The rope that Willie Johnson ties into a noose in preparation for the white man’s arrival symbolizes Willie’s vengeful desire for authority and control over the white man. Tied as a noose, the rope is a racially-charged symbol that points to a long, dark history of racism in America. Willie’s own father was hung by racist white men in the American South, so by greeting this white visitor with a rope—noose already tied—Willie makes his vengeful intentions clear. Prior to the white man’s arrival, Willie visits every house in town and tells the residents to bring guns and rope so that the visitor will have a proper “welcoming committee.” In this way, the rope is an assertion of authority and power meant to immediately show the white man that he is unwanted on Mars and will be subjected to the same inhumane treatment that the Martians received on Earth. In a show of power and aggression, Willie holds a noose for the entirety of the white man’s speech.
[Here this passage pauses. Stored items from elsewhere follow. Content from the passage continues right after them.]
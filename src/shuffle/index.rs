//! Index entry codec

use crate::block_id::BlockId;
use crate::error::{Result, ShuffleError};

/// Length (4) + UncompressedLength (4) + CRC (4) + BlockId (8)
/// + TaskAttemptId (8) + Offset (8) = 36 bytes
pub const INDEX_ENTRY_SIZE: usize = 36;

/// Metadata of one block plus where its payload starts in the data file
#[derive(Debug, Clone, Copy, PartialEq, Eq)]
pub struct IndexEntry {
    pub length: u32,
    pub uncompressed_length: u32,
    pub crc: u32,
    pub block_id: BlockId,
    pub task_attempt_id: u64,
    pub offset: u64,
}

impl IndexEntry {
    /// Offset one past the last payload byte; `None` if it does not fit a u64
    pub fn end_offset(&self) -> Option<u64> {
        self.offset.checked_add(self.length as u64)
    }

    pub fn encode(&self) -> [u8; INDEX_ENTRY_SIZE] {
        let mut buf = [0u8; INDEX_ENTRY_SIZE];
        buf[0..4].copy_from_slice(&self.length.to_le_bytes());
        buf[4..8].copy_from_slice(&self.uncompressed_length.to_le_bytes());
        buf[8..12].copy_from_slice(&self.crc.to_le_bytes());
        buf[12..20].copy_from_slice(&self.block_id.as_u64().to_le_bytes());
        buf[20..28].copy_from_slice(&self.task_attempt_id.to_le_bytes());
        buf[28..36].copy_from_slice(&self.offset.to_le_bytes());
        buf
    }

    pub fn encode_into(&self, out: &mut Vec<u8>) {
        out.extend_from_slice(&self.encode());
    }

    pub fn decode(bytes: &[u8]) -> Result<Self> {
        if bytes.len() < INDEX_ENTRY_SIZE {
            return Err(ShuffleError::IndexCorruption(format!(
                "index entry needs {} bytes, got {}",
                INDEX_ENTRY_SIZE,
                bytes.len()
            )));
        }

        Ok(Self::from_chunk(bytes))
    }

    /// Caller guarantees `chunk` holds at least one whole entry
    fn from_chunk(chunk: &[u8]) -> Self {
        Self {
            length: read_u32(chunk, 0),
            uncompressed_length: read_u32(chunk, 4),
            crc: read_u32(chunk, 8),
            block_id: BlockId::from_raw(read_u64(chunk, 12)),
            task_attempt_id: read_u64(chunk, 20),
            offset: read_u64(chunk, 28),
        }
    }
}

/// Decode every complete entry in `bytes`.
///
/// Returns the entries and the number of trailing bytes that did not form a
/// whole entry (left behind by an interrupted index append).
pub fn decode_index_entries(bytes: &[u8]) -> (Vec<IndexEntry>, usize) {
    let chunks = bytes.chunks_exact(INDEX_ENTRY_SIZE);
    let trailing = chunks.remainder().len();
    let entries = chunks.map(IndexEntry::from_chunk).collect();
    (entries, trailing)
}

fn read_u32(buf: &[u8], pos: usize) -> u32 {
    let mut bytes = [0u8; 4];
    bytes.copy_from_slice(&buf[pos..pos + 4]);
    u32::from_le_bytes(bytes)
}

fn read_u64(buf: &[u8], pos: usize) -> u64 {
    let mut bytes = [0u8; 8];
    bytes.copy_from_slice(&buf[pos..pos + 8]);
    u64::from_le_bytes(bytes)
}
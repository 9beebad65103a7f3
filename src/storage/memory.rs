//! In-memory backend
//!
//! Files live in a shared map, so every clone of a `MemoryStorage` sees the
//! same contents. Directories are implicit: a directory exists while at least
//! one file lives below it.

use std::collections::BTreeMap;
use std::io;
use std::path::{Path, PathBuf};
use std::sync::Arc;

use bytes::Bytes;
use parking_lot::RwLock;

use super::{AppendHandle, ReadHandle, ShuffleStorage};

type FileMap = Arc<RwLock<BTreeMap<PathBuf, Vec<u8>>>>;

/// Storage held entirely in process memory
#[derive(Debug, Clone, Default)]
pub struct MemoryStorage {
    files: FileMap,
}

impl MemoryStorage {
    pub fn new() -> Self {
        Self::default()
    }

    /// Number of files currently stored
    pub fn file_count(&self) -> usize {
        self.files.read().len()
    }

    /// Copy of a file's contents
    pub fn contents(&self, path: &Path) -> Option<Vec<u8>> {
        self.files.read().get(path).cloned()
    }

    /// Overwrite a file's contents, e.g. to simulate corruption
    pub fn put(&self, path: impl Into<PathBuf>, contents: Vec<u8>) {
        self.files.write().insert(path.into(), contents);
    }
}

fn not_found(path: &Path) -> io::Error {
    io::Error::new(
        io::ErrorKind::NotFound,
        format!("{} does not exist", path.display()),
    )
}

impl ShuffleStorage for MemoryStorage {
    fn open_append(&self, path: &Path) -> io::Result<Box<dyn AppendHandle>> {
        let position = {
            let mut files = self.files.write();
            files.entry(path.to_path_buf()).or_default().len() as u64
        };

        Ok(Box::new(MemoryAppendHandle {
            files: Arc::clone(&self.files),
            path: path.to_path_buf(),
            position,
        }))
    }

    fn open_read(&self, path: &Path) -> io::Result<Box<dyn ReadHandle>> {
        if !self.files.read().contains_key(path) {
            return Err(not_found(path));
        }
        Ok(Box::new(MemoryReadHandle {
            files: Arc::clone(&self.files),
            path: path.to_path_buf(),
        }))
    }

    fn list(&self, dir: &Path) -> io::Result<Vec<PathBuf>> {
        let files = self.files.read();
        if !files.keys().any(|p| p.starts_with(dir)) {
            return Err(not_found(dir));
        }
        Ok(files
            .keys()
            .filter(|p| p.parent() == Some(dir))
            .cloned()
            .collect())
    }

    fn exists(&self, path: &Path) -> io::Result<bool> {
        Ok(self.files.read().keys().any(|p| p.starts_with(path)))
    }

    fn delete(&self, path: &Path) -> io::Result<()> {
        let mut files = self.files.write();
        let before = files.len();
        files.retain(|p, _| !p.starts_with(path));
        if files.len() == before {
            return Err(not_found(path));
        }
        Ok(())
    }

    fn rename(&self, from: &Path, to: &Path) -> io::Result<()> {
        let mut files = self.files.write();
        let contents = files.remove(from).ok_or_else(|| not_found(from))?;
        files.insert(to.to_path_buf(), contents);
        Ok(())
    }
}

struct MemoryAppendHandle {
    files: FileMap,
    path: PathBuf,
    position: u64,
}

impl AppendHandle for MemoryAppendHandle {
    fn append(&mut self, buf: &[u8]) -> io::Result<()> {
        let mut files = self.files.write();
        let file = files.get_mut(&self.path).ok_or_else(|| not_found(&self.path))?;
        file.extend_from_slice(buf);
        self.position = file.len() as u64;
        Ok(())
    }

    fn flush(&mut self) -> io::Result<()> {
        Ok(())
    }

    fn sync(&mut self) -> io::Result<()> {
        Ok(())
    }

    fn position(&self) -> u64 {
        self.position
    }
}

struct MemoryReadHandle {
    files: FileMap,
    path: PathBuf,
}

impl ReadHandle for MemoryReadHandle {
    fn size(&self) -> io::Result<u64> {
        self.files
            .read()
            .get(&self.path)
            .map(|f| f.len() as u64)
            .ok_or_else(|| not_found(&self.path))
    }

    fn read_at(&mut self, offset: u64, length: usize) -> io::Result<Bytes> {
        let files = self.files.read();
        let file = files.get(&self.path).ok_or_else(|| not_found(&self.path))?;

        let start = offset as usize;
        let end = start.checked_add(length).filter(|&end| end <= file.len());
        match end {
            Some(end) => Ok(Bytes::copy_from_slice(&file[start..end])),
            None => Err(io::Error::new(
                io::ErrorKind::UnexpectedEof,
                format!(
                    "read of {} bytes at {} past end of {} ({} bytes)",
                    length,
                    offset,
                    self.path.display(),
                    file.len()
                ),
            )),
        }
    }
}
Because Willie is the unofficial leader of the gathered mob, everyone watches him during and after the speech to gauge his reaction. Upon this realization of the suffering endured by Earth people during their atomic war, he drops the rope from his hands, signaling to the crowd that they must not attack the white man and spurring others to rush to remove all of their newly-installed artifacts of segregation. For Willie, dropping the rope represents letting go of his bitter longing for revenge and allows a new era of peace and acceptance to unfold.
The Rope Quotes in The Other Foot
“You ain’t going to lynch him?”
“Lynch him?” Everyone laughed. Mr. Brown slapped his knee. “Why, bless you, child, no! We’re going to shake his hand. Ain’t we, everyone?”